What follows is a set of records. Repeat them word for word.

◆ ◆ ◆ ◆ ◆

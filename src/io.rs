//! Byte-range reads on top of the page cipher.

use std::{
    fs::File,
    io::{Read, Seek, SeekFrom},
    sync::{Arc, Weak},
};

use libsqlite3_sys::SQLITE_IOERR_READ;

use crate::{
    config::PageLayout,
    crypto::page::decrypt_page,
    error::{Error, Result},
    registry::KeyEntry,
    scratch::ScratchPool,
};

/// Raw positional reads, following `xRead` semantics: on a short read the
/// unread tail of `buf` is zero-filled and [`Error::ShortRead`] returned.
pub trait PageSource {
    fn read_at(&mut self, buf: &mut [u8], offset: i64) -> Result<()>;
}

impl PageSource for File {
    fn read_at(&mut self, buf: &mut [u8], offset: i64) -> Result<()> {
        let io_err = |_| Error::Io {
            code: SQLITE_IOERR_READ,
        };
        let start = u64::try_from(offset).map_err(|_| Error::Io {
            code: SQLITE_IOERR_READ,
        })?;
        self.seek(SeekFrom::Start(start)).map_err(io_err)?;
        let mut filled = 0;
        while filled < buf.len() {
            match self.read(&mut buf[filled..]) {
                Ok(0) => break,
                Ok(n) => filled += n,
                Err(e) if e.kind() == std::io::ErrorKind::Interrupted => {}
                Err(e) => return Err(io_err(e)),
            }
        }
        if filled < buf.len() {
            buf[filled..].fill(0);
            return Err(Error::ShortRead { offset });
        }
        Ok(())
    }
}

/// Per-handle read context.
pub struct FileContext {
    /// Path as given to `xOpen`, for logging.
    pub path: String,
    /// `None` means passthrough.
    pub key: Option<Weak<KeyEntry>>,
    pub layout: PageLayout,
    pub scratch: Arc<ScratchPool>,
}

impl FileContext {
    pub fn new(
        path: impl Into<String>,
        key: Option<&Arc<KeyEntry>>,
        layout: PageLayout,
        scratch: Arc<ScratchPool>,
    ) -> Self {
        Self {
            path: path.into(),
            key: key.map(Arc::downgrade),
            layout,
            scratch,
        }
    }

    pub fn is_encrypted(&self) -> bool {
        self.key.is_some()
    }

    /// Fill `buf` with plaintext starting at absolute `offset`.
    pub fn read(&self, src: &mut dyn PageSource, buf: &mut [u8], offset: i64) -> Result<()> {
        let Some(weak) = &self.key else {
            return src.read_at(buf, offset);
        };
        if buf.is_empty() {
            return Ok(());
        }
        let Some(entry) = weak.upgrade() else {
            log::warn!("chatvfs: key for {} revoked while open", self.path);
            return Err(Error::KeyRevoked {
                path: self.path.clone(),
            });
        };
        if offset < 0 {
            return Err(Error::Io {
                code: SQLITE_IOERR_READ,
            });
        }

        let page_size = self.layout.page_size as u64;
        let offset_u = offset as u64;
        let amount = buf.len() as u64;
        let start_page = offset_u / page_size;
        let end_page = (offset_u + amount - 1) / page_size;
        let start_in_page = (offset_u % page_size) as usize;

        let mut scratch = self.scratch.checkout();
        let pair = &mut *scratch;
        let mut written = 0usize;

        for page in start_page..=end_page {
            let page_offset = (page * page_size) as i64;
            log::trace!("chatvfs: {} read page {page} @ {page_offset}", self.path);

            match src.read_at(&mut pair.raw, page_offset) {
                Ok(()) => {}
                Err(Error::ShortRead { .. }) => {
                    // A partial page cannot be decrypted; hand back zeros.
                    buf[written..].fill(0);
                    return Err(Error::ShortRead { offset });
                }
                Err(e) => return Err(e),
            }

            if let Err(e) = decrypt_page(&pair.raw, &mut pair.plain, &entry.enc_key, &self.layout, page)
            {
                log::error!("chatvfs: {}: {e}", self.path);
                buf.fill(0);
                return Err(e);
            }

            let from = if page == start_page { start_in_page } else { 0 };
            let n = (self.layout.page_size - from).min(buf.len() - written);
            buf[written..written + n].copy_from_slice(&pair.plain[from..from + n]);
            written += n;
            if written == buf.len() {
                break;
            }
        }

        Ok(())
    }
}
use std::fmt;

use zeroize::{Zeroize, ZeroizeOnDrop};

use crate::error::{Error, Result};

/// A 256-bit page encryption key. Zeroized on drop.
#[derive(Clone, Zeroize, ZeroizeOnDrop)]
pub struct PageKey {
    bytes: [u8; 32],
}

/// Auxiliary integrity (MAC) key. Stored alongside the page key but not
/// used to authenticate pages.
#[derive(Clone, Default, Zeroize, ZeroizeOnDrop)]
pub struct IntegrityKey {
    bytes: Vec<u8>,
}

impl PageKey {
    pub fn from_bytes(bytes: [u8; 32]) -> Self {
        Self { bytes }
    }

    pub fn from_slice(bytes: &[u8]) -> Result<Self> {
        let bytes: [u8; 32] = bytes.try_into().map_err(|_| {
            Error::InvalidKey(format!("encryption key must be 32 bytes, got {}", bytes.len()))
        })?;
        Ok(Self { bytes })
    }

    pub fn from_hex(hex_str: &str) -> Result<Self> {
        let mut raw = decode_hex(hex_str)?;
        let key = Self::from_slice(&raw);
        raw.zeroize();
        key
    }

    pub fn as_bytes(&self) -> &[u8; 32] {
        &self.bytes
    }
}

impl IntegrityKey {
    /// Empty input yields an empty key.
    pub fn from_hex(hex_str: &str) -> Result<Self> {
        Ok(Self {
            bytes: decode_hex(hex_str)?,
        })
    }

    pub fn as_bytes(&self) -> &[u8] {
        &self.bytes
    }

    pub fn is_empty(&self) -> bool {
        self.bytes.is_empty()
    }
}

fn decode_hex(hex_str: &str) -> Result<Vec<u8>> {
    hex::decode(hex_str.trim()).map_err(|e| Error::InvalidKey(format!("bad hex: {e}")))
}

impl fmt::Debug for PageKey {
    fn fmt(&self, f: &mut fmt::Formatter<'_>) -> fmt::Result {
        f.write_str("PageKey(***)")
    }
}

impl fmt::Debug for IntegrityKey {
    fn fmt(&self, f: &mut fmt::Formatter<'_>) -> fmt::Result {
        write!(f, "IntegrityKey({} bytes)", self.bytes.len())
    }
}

◆ ◆ ◆ ◆ ◆

== Response ==
filename src/io.rs
//! Byte-range reads on top of the page cipher.

use std::{
    fs::File,
    io::{Read, Seek, SeekFrom},
    sync::{Arc, Weak},
};

use libsqlite3_sys::SQLITE_IOERR_READ;

use crate::{
    config::PageLayout,
    crypto::page::decrypt_page,
    error::{Error, Result},
    registry::KeyEntry,
    scratch::ScratchPool,
};

/// Raw positional reads, following `xRead` semantics: on a short read the
/// unread tail of `buf` is zero-filled and [`Error::ShortRead`] returned.
pub trait PageSource {
    fn read_at(&mut self, buf: &mut [u8], offset: i64) -> Result<()>;
}

impl PageSource for File {
    fn read_at(&mut self, buf: &mut [u8], offset: i64) -> Result<()> {
        let io_err = |_| Error::Io {
            code: SQLITE_IOERR_READ,
        };
        let start = u64::try_from(offset).map_err(|_| Error::Io {
            code: SQLITE_IOERR_READ,
        })?;
        self.seek(SeekFrom::Start(start)).map_err(io_err)?;
        let mut filled = 0;
        while filled < buf.len() {
            match self.read(&mut buf[filled..]) {
                Ok(0) => break,
                Ok(n) => filled += n,
                Err(e) if e.kind() == std::io::ErrorKind::Interrupted => {}
                Err(e) => return Err(io_err(e)),
            }
        }
        if filled < buf.len() {
            buf[filled..].fill(0);
            return Err(Error::ShortRead { offset });
        }
        Ok(())
    }
}

/// Per-handle read context.
pub struct FileContext {
    /// Path as given to `xOpen`, for logging.
    pub path: String,
    /// `None` means passthrough.
    pub key: Option<Weak<KeyEntry>>,
    pub layout: PageLayout,
    pub scratch: Arc<ScratchPool>,
}

impl FileContext {
    pub fn new(
        path: impl Into<String>,
        key: Option<&Arc<KeyEntry>>,
        layout: PageLayout,
        scratch: Arc<ScratchPool>,
    ) -> Self {
        Self {
            path: path.into(),
            key: key.map(Arc::downgrade),
            layout,
            scratch,
        }
    }

    pub fn is_encrypted(&self) -> bool {
        self.key.is_some()
    }

    /// Fill `buf` with plaintext starting at absolute `offset`.
    pub fn read(&self, src: &mut dyn PageSource, buf: &mut [u8], offset: i64) -> Result<()> {
        let Some(weak) = &self.key else {
            return src.read_at(buf, offset);
        };
        if buf.is_empty() {
            return Ok(());
        }
        let Some(entry) = weak.upgrade() else {
            log::warn!("chatvfs: key for {} revoked while open", self.path);
            return Err(Error::KeyRevoked {
                path: self.path.clone(),
            });
        };
        if offset < 0 {
            return Err(Error::Io {
                code: SQLITE_IOERR_READ,
            });
        }

        let page_size = self.layout.page_size as u64;
        let offset_u = offset as u64;
        let amount = buf.len() as u64;
        let start_page = offset_u / page_size;
        let end_page = (offset_u + amount - 1) / page_size;
        let start_in_page = (offset_u % page_size) as usize;

        let mut scratch = self.scratch.checkout();
        let pair = &mut *scratch;
        let mut written = 0usize;

        for page in start_page..=end_page {
            let page_offset = (page * page_size) as i64;
            log::trace!("chatvfs: {} read page {page} @ {page_offset}", self.path);

            match src.read_at(&mut pair.raw, page_offset) {
                Ok(()) => {}
                Err(Error::ShortRead { .. }) => {
                    // A partial page cannot be decrypted; hand back zeros.
                    buf[written..].fill(0);
                    return Err(Error::ShortRead { offset });
                }
                Err(e) => return Err(e),
            }

            if let Err(e) = decrypt_page(&pair.raw, &mut pair.plain, &entry.enc_key, &self.layout, page)
            {
                log::error!("chatvfs: {}: {e}", self.path);
                buf.fill(0);
                return Err(e);
            }

            let from = if page == start_page { start_in_page } else { 0 };
            let n = (self.layout.page_size - from).min(buf.len() - written);
            buf[written..written + n].copy_from_slice(&pair.plain[from..from + n]);
            written += n;
            if written == buf.len() {
                break;
            }
        }

        Ok(())
    }
}
use std::fmt;

use zeroize::{Zeroize, ZeroizeOnDrop};

use crate::error::{Error, Result};

/// A 256-bit page encryption key. Zeroized on drop.
#[derive(Clone, Zeroize, ZeroizeOnDrop)]
pub struct PageKey {
    bytes: [u8; 32],
}

/// Auxiliary integrity (MAC) key. Stored alongside the page key but not
/// used to authenticate pages.
#[derive(Clone, Default, Zeroize, ZeroizeOnDrop)]
pub struct IntegrityKey {
    bytes: Vec<u8>,
}

impl PageKey {
    pub fn from_bytes(bytes: [u8; 32]) -> Self {
        Self { bytes }
    }

    pub fn from_slice(bytes: &[u8]) -> Result<Self> {
        let bytes: [u8; 32] = bytes.try_into().map_err(|_| {
            Error::InvalidKey(format!("encryption key must be 32 bytes, got {}", bytes.len()))
        })?;
        Ok(Self { bytes })
    }

    pub fn from_hex(hex_str: &str) -> Result<Self> {
        let mut raw = decode_hex(hex_str)?;
        let key = Self::from_slice(&raw);
        raw.zeroize();
        key
    }

    pub fn as_bytes(&self) -> &[u8; 32] {
        &self.bytes
    }
}

impl IntegrityKey {
    /// Empty input yields an empty key.
    pub fn from_hex(hex_str: &str) -> Result<Self> {
        Ok(Self {
            bytes: decode_hex(hex_str)?,
        })
    }

    pub fn as_bytes(&self) -> &[u8] {
        &self.bytes
    }

    pub fn is_empty(&self) -> bool {
        self.bytes.is_empty()
    }
}

fn decode_hex(hex_str: &str) -> Result<Vec<u8>> {
    hex::decode(hex_str.trim()).map_err(|e| Error::InvalidKey(format!("bad hex: {e}")))
}

impl fmt::Debug for PageKey {
    fn fmt(&self, f: &mut fmt::Formatter<'_>) -> fmt::Result {
        f.write_str("PageKey(***)")
    }
}

impl fmt::Debug for IntegrityKey {
    fn fmt(&self, f: &mut fmt::Formatter<'_>) -> fmt::Result {
        write!(f, "IntegrityKey({} bytes)", self.bytes.len())
    }
}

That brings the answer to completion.